%%
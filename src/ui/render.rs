//! Render functions for the TUI.
//!
//! This module handles all rendering logic, dispatching to the appropriate
//! view based on application state.

use crate::app::{App, LoadState, Prompt, View};
use ratatui::{
    layout::{Alignment, Constraint, Direction, Layout, Rect},
    style::{Color, Style},
    text::Line,
    widgets::{Block, Borders, Clear, Paragraph, Wrap},
    Frame,
};

use super::{groups, help, items, reader, settings, status};

/// Minimum terminal dimensions required for normal operation.
pub(super) const MIN_WIDTH: u16 = 60;
pub(super) const MIN_HEIGHT: u16 = 10;

/// Main render dispatch function.
///
/// Routes to the appropriate view renderer based on current application state.
/// Handles terminal size validation before rendering.
pub(super) fn render(f: &mut Frame, app: &mut App) {
    let area = f.area();

    if area.width < 1 || area.height < 1 {
        return;
    }

    if area.width < MIN_WIDTH || area.height < MIN_HEIGHT {
        let msg = if area.height < 3 || area.width < 20 {
            Paragraph::new("Too small")
        } else {
            Paragraph::new(format!(
                "Terminal too small\n\nMinimum: {}x{}\nCurrent: {}x{}",
                MIN_WIDTH, MIN_HEIGHT, area.width, area.height
            ))
            .alignment(Alignment::Center)
        };
        f.render_widget(msg, area);
        return;
    }

    match app.view {
        View::Browse => render_browse(f, app),
        View::Reader => render_reader(f, app),
        View::Settings => render_settings(f, app),
    }

    if app.show_summary {
        render_summary_overlay(f, app);
    }

    if let Some(prompt) = &app.prompt {
        render_prompt_overlay(f, prompt);
    }

    if app.show_help {
        help::render(f);
    }
}

/// Render the browse view (group tabs, item list and preview).
fn render_browse(f: &mut Frame, app: &App) {
    let chunks = Layout::default()
        .direction(Direction::Vertical)
        .constraints([
            Constraint::Length(3),
            Constraint::Min(0),
            Constraint::Length(1),
        ])
        .split(f.area());

    groups::render(f, app, chunks[0]);

    if let LoadState::Failed(error) = &app.load_state {
        render_query_error(f, error, chunks[1]);
    } else {
        let panels = Layout::default()
            .direction(Direction::Horizontal)
            .constraints([Constraint::Percentage(40), Constraint::Percentage(60)])
            .split(chunks[1]);
        items::render(f, app, panels[0]);
        items::render_preview(f, app, panels[1]);
    }

    status::render(f, app, chunks[2]);
}

/// Inline error for a failed query, shown in place of the list.
fn render_query_error(f: &mut Frame, error: &str, area: Rect) {
    let text = vec![
        Line::from("Could not load items:"),
        Line::from(""),
        Line::from(error.to_string()),
        Line::from(""),
        Line::from("Press r to retry."),
    ];
    let paragraph = Paragraph::new(text)
        .style(Style::default().fg(Color::Red))
        .alignment(Alignment::Center)
        .wrap(Wrap { trim: true })
        .block(Block::default().borders(Borders::ALL).title("Error"));
    f.render_widget(paragraph, area);
}

/// Render the reader view (item content + status bar).
fn render_reader(f: &mut Frame, app: &mut App) {
    let chunks = Layout::default()
        .direction(Direction::Vertical)
        .constraints([Constraint::Min(0), Constraint::Length(1)])
        .split(f.area());

    reader::render(f, app, chunks[0]);
    status::render(f, app, chunks[1]);
}

fn render_settings(f: &mut Frame, app: &App) {
    let chunks = Layout::default()
        .direction(Direction::Vertical)
        .constraints([Constraint::Min(0), Constraint::Length(1)])
        .split(f.area());

    settings::render(f, app, chunks[0]);
    status::render(f, app, chunks[1]);
}

/// Render the backend's summary of the current result set.
fn render_summary_overlay(f: &mut Frame, app: &App) {
    let overlay = help::centered_rect(80, 80, f.area());
    if overlay.width < 20 || overlay.height < 5 {
        return;
    }

    f.render_widget(Clear, overlay);
    let paragraph = Paragraph::new(app.summary_lines.clone())
        .wrap(Wrap { trim: false })
        .block(
            Block::default()
                .borders(Borders::ALL)
                .border_style(Style::default().fg(Color::Cyan))
                .title(" Summary (S to close) "),
        );
    f.render_widget(paragraph, overlay);
}

/// Render a single-line input prompt centered on screen.
fn render_prompt_overlay(f: &mut Frame, prompt: &Prompt) {
    let area = f.area();

    let (title, label, input) = match prompt {
        Prompt::Search { input } => (" Search ", "Query:".to_string(), input),
        Prompt::AddSourceName { input } => (" Add Source ", "Source name:".to_string(), input),
        Prompt::AddSourceUrl { name, input } => {
            (" Add Source ", format!("RSS URL for {}:", name), input)
        }
    };
    let text = format!("{}\n\n> {}_\n\n(Enter) Confirm  (Esc) Cancel", label, input);

    let width = 60u16.min(area.width.saturating_sub(4));
    let height = 7u16.min(area.height.saturating_sub(4));
    let x = area.x + (area.width.saturating_sub(width)) / 2;
    let y = area.y + (area.height.saturating_sub(height)) / 2;
    let overlay = Rect::new(x, y, width, height);

    if overlay.width < 20 || overlay.height < 5 {
        return;
    }

    f.render_widget(Clear, overlay);

    let paragraph = Paragraph::new(text).block(
        Block::default()
            .borders(Borders::ALL)
            .border_style(Style::default().fg(Color::Cyan))
            .title(title),
    );

    f.render_widget(paragraph, overlay);
}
%%
● AIM OF THE EXERCISE
For the word "items", return every line of the records that holds it.

● EXERCISE SOLUTION
use super::{groups, help, items, reader, settings, status};
        items::render(f, app, panels[0]);
        items::render_preview(f, app, panels[1]);
        Line::from("Could not load items:"),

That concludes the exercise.